At the 10th Peer Review Congress, I presented new findings on the Pharmakon Neuroscience Network in Manufactured Impact: How a Non-existent Research Network Manipulated Scholarly Publishing – a research network based on a funder that never existed, yet still managed to infiltrate scholarly publishing.

The story started with a single plagiarized paper in 2022. Pulling on that thread revealed something much bigger: more than 120 papers carrying the name of a fictional funder, Pharmakon Neuroscience Research Network, connecting over 300 authors and 230 organisations.
And here’s where it gets truly absurd. Many affiliations are legitimate universities and pharmacy schools. But not all. In fact, three “organizations” turned out to be nothing more than private residences — two suburban houses and one apartment, in three different countries. Imagine a paper listing a random flat in Vienna, or a house in the U.S. or Australia as an official research affiliation. That’s the level of audacity we’re dealing with.
From Shady to Funded
Our investigation shows that more than 20 authors tied to Pharmakon now hold legitimate grants worth at least (US equivalent) $6.5 million since 2022. Some had never secured funding before their Pharmakon-linked publications, yet went on to receive awards from national funders in Ireland, Portugal, and Croatia.
This is the pivot that should concern us all: fraudulent publications can act as stepping stones to taxpayer-funded research.
Let’s be honest: most authors knew what they were doing. Pharmakon was a way to pad CVs, build or pad their portfolio fast all while propagating misinformation. But others may have been caught in subtler ways.
One case stands out: a senior researcher with over $50 million in funding shows up as an author on a Pharmakon paper. It’s unlikely he needed this network. From what we can tell it is more likely a student added his name. But his presence, intentional or not, gave cover and credibility to a fraudulent paper.
That’s part of the risk: networks like this can exploit established reputations to launder their own.
Why It Matters
Once embedded, this kind of work is almost impossible to root out. Meanwhile, its participants move forward with grants, jobs, and influence. The damage ripples outward:
Researchers build careers on fraudulent foundations.
Institutions face reputational fallout when affiliated with compromised work.

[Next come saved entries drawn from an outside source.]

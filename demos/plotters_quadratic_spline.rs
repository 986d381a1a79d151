extern crate plotters;
use plotters::prelude::*;

extern crate quadspline;
use quadspline::{curve_to_quadratic, CubicBezier, Point2, Spline};

fn main() -> Result<(), Box<dyn std::error::Error>> {
    let cubic = CubicBezier::new(
        Point2::new(10f64, 3f64),
        Point2::new(250f64, 80f64),
        Point2::new(-40f64, 500f64),
        Point2::new(300f64, 420f64),
    );
    let cpoints: Vec<(f64, f64)> = cubic.control_points().iter().map(|&p| p.into()).collect();

    let approx = curve_to_quadratic(&cubic, 10, 4.0)?;
    let spoints: Vec<(f64, f64)> = approx.spline.points().iter().map(|&p| p.into()).collect();

    // render both curves to desired accuracy
    let nsteps: usize = 1000;
    let mut cubic_graph: Vec<(f64, f64)> = Vec::with_capacity(nsteps + 1);
    let mut spline_graph: Vec<(f64, f64)> = Vec::with_capacity(nsteps + 1);
    for t in 0..=nsteps {
        let t = t as f64 / (nsteps as f64);
        cubic_graph.push(cubic.eval(t).into());
        spline_graph.push(approx.spline.eval(t).into());
    }

    let root =
        BitMapBackend::new("quadratic_spline_approximation.png", (640, 480)).into_drawing_area();
    root.fill(&WHITE)?;

    let caption = format!(
        "{} quadratic segments, max. error {:.3}",
        approx.segments, approx.error
    );
    let mut chart = ChartBuilder::on(&root)
        .caption(caption, ("sans-serif", 21).into_font())
        .margin(5)
        .x_label_area_size(30)
        .y_label_area_size(30)
        .build_cartesian_2d(-60f64..320f64, -20f64..520f64)?;

    chart.configure_mesh().draw()?;

    // control polygon of the cubic
    chart
        .draw_series(LineSeries::new(cpoints.clone(), BLUE.mix(0.4)))?
        .label("Cubic control polygon")
        .legend(|(x, y)| PathElement::new(vec![(x, y), (x + 20, y)], BLUE));

    chart
        .draw_series(PointSeries::of_element(
            cpoints,
            4,
            &BLUE,
            &|coord, size, style| EmptyElement::at(coord) + Circle::new((0, 0), size, style),
        ))?;

    // off-curve points of the spline, joints are midpoints of neighbours
    chart
        .draw_series(PointSeries::of_element(
            spoints,
            3,
            &GREEN,
            &|coord, size, style| {
                EmptyElement::at(coord) + Circle::new((0, 0), size, style.filled())
            },
        ))?
        .label("Spline points")
        .legend(|(x, y)| Circle::new((x + 10, y), 3, GREEN.filled()));

    chart
        .draw_series(LineSeries::new(cubic_graph, &RED))?
        .label("Cubic")
        .legend(|(x, y)| PathElement::new(vec![(x, y), (x + 20, y)], RED));

    chart
        .draw_series(LineSeries::new(spline_graph, &BLACK))?
        .label("Quadratic spline")
        .legend(|(x, y)| PathElement::new(vec![(x, y), (x + 20, y)], BLACK));

    chart
        .configure_series_labels()
        .background_style(WHITE.mix(0.8))
        .border_style(BLACK)
        .draw()?;

    Ok(())
}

Governments unknowingly fund researchers who gamed the system.
The public sees science that can’t clean up its own record.
This isn’t just sloppy publishing. It’s a research security risk.
What Needs to Change
The Pharmakon case is a wake-up call. To close the loopholes:
Require verified institutional identifiers (GRID, ROR).
Enforce clear author contribution statements so it’s obvious who did what.
Insist on verifiable funders in every paper.
Scale up forensic scientometrics to flag strange collaboration and authorship patterns before they take root.
Pharmakon is not an anomaly; it’s a failed stress test. Fraudulent networks thrive in opacity, manufacturing legitimacy where none exists. Science’s strength lies in trust. And unless we – publishers, universities, and governments repair the gaps that allowed fiction to become funding, we risk permanently damaging science.
September 3 was a magnificent day at the Peer Review Congress in Chicago, exposing what research must get better. Anna Albakina, Reese Richardson, and many others Presented at the 10th Annual Peer Review Congress. Check out the full program and abstracts here.
Really interesting, but this post doesn't seem to directly say what exactly was done and why. Was the fictional Pharmakon Neuroscience Research Network being mentioned only in the funding acknowledgments of papers? Whether it was just that or also other behaviors, was the purpose to create credibility by falsely indicating that the research was funded?
"Enforce clear author contribution statements so it’s obvious who did what."
Do you mean something more granular than CreDiT like MERIT?